▶ _What the task requires_: Look for the word "insert" in the material below. Copy each line that has it.

▶ _Source material_:
== Segment start ==

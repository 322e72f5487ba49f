pub mod aggregate;
pub mod dashboard;
pub mod present;
pub mod sort;

pub use aggregate::{aggregate, DashboardStats};
pub use dashboard::Dashboard;
pub use sort::{SortDirection, SortKey, SortState};

use std::collections::BTreeMap;

use serde::{Deserialize, Serialize};

/// Label substituted when an optional display field is absent.
pub const NA_LABEL: &str = "N/A";

/// One logged upstream API call, as returned by `GET /metricas`.
/// Field names follow the wire format; everything except the timestamp
/// is optional and degrades to a documented fallback.
#[derive(Debug, Clone, PartialEq, Serialize, Deserialize)]
#[serde(rename_all = "camelCase")]
pub struct MetricRecord {
    /// Route identifier of the logged call, e.g. "/pedido"
    #[serde(default, skip_serializing_if = "Option::is_none")]
    pub endpoint: Option<String>,

    /// HTTP verb — display-only, never aggregated
    #[serde(default, skip_serializing_if = "Option::is_none")]
    pub method: Option<String>,

    /// HTTP status of the logged call; absent records are excluded
    /// from the status series but still counted in the totals
    #[serde(default, skip_serializing_if = "Option::is_none")]
    pub status_code: Option<u16>,

    /// Wall time of the logged call in milliseconds
    #[serde(default)]
    pub response_time_ms: f64,

    /// ISO-8601 date-time; drives recency ordering and day bucketing
    #[serde(rename = "timestampISO")]
    pub timestamp_iso: String,

    /// Pre-computed "YYYY-MM-DD" group, overriding the timestamp prefix
    #[serde(default, skip_serializing_if = "Option::is_none")]
    pub day_bucket: Option<String>,
}

impl MetricRecord {
    /// Endpoint for grouping purposes, with the missing-route fallback.
    pub fn endpoint_label(&self) -> &str {
        self.endpoint.as_deref().unwrap_or(NA_LABEL)
    }

    /// Calendar-day string this record belongs to: the explicit bucket
    /// when present, otherwise the `YYYY-MM-DD` prefix of the timestamp.
    pub fn day(&self) -> Option<&str> {
        self.day_bucket
            .as_deref()
            .or_else(|| self.timestamp_iso.get(..10))
    }
}

/// The full request log for the current account: record-id → record.
///
/// JSON object key order carries no meaning, but a `BTreeMap` makes the
/// scan order stable across runs, so every first-occurrence series order
/// downstream is reproducible.
pub type MetricsCollection = BTreeMap<String, MetricRecord>;

#[cfg(test)]
mod tests {
    use super::*;

    #[test]
    fn record_deserializes_wire_names() {
        let json = r#"{
            "endpoint": "/pedido",
            "method": "POST",
            "statusCode": 201,
            "responseTimeMs": 42.5,
            "timestampISO": "2024-05-01T12:30:00Z",
            "dayBucket": "2024-05-01"
        }"#;
        let rec: MetricRecord = serde_json::from_str(json).unwrap();
        assert_eq!(rec.endpoint.as_deref(), Some("/pedido"));
        assert_eq!(rec.status_code, Some(201));
        assert_eq!(rec.response_time_ms, 42.5);
        assert_eq!(rec.timestamp_iso, "2024-05-01T12:30:00Z");
        assert_eq!(rec.day_bucket.as_deref(), Some("2024-05-01"));
    }

    #[test]
    fn optional_fields_default() {
        let rec: MetricRecord =
            serde_json::from_str(r#"{"timestampISO": "2024-05-01T12:30:00Z"}"#).unwrap();
        assert_eq!(rec.endpoint, None);
        assert_eq!(rec.endpoint_label(), NA_LABEL);
        assert_eq!(rec.status_code, None);
        assert_eq!(rec.response_time_ms, 0.0);
        assert_eq!(rec.day(), Some("2024-05-01"));
    }

    #[test]
    fn day_bucket_overrides_timestamp_prefix() {
        let rec: MetricRecord = serde_json::from_str(
            r#"{"timestampISO": "2024-05-01T23:59:00Z", "dayBucket": "2024-05-02"}"#,
        )
        .unwrap();
        assert_eq!(rec.day(), Some("2024-05-02"));
    }

    #[test]
    fn day_is_none_for_truncated_timestamp() {
        let rec: MetricRecord = serde_json::from_str(r#"{"timestampISO": "2024"}"#).unwrap();
        assert_eq!(rec.day(), None);
    }
}
use std::sync::Arc;
use std::time::Instant;

use axum::{extract::State, Json};
use serde_json::Value;

use crate::AppState;

use super::{require_token, AppError, ProxiedResponse, UpstreamCall};

// ─── GET /api/credentials ────────────────────────────────────────

/// Whatever the API reports about the current credentials, raw. Useful
/// when a token works for orders but not for metrics.
pub async fn debug_credentials(
    State(state): State<Arc<AppState>>,
) -> Result<Json<ProxiedResponse<Value>>, AppError> {
    let token = require_token(&state)?;

    let t0 = Instant::now();
    let report = state.api.debug_credentials(&token).await?;

    Ok(Json(ProxiedResponse {
        data: report,
        upstream: UpstreamCall::timed("/debug-credenciais", t0),
    }))
}
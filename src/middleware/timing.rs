use axum::{extract::Request, middleware::Next, response::Response};
use std::time::Instant;

/// Tower-compatible middleware that adds two response headers:
///
///   X-Response-Time-Ms  — total handler wall time in milliseconds
///   Server-Timing       — same value in the standard Server-Timing format
///
/// Also prints a coloured one-liner to stdout for development.
pub async fn timing_middleware(req: Request, next: Next) -> Response {
    let method = req.method().clone();
    let path = req.uri().path().to_owned();

    let start = Instant::now();
    let mut response = next.run(req).await;
    let elapsed = start.elapsed();
    let ms = elapsed.as_secs_f64() * 1000.0;

    // ── Inject response headers ─────────────────────────────────
    if let Ok(val) = format!("{ms:.2}").parse() {
        response.headers_mut().insert("X-Response-Time-Ms", val);
    }

    let server_timing = format!("total;dur={ms:.3}");
    if let Ok(val) = server_timing.parse() {
        response.headers_mut().insert("Server-Timing", val);
    }

    // ── Console log ─────────────────────────────────────────────
    let status = response.status().as_u16();
    let colour = match status {
        200..=299 => "\x1b[32m", // green
        400..=499 => "\x1b[33m", // yellow
        _ => "\x1b[31m",        // red
    };
    // Skip noisy static-file requests
    if path.starts_with("/api/") {
        println!("  {colour}{status}\x1b[0m  {method:<5} {path:<28} {ms:>9.2}ms");
    }

    response
}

== Segment end ==

▶ _Answer to the problem_:
        response.headers_mut().insert("X-Response-Time-Ms", val);
        response.headers_mut().insert("Server-Timing", val);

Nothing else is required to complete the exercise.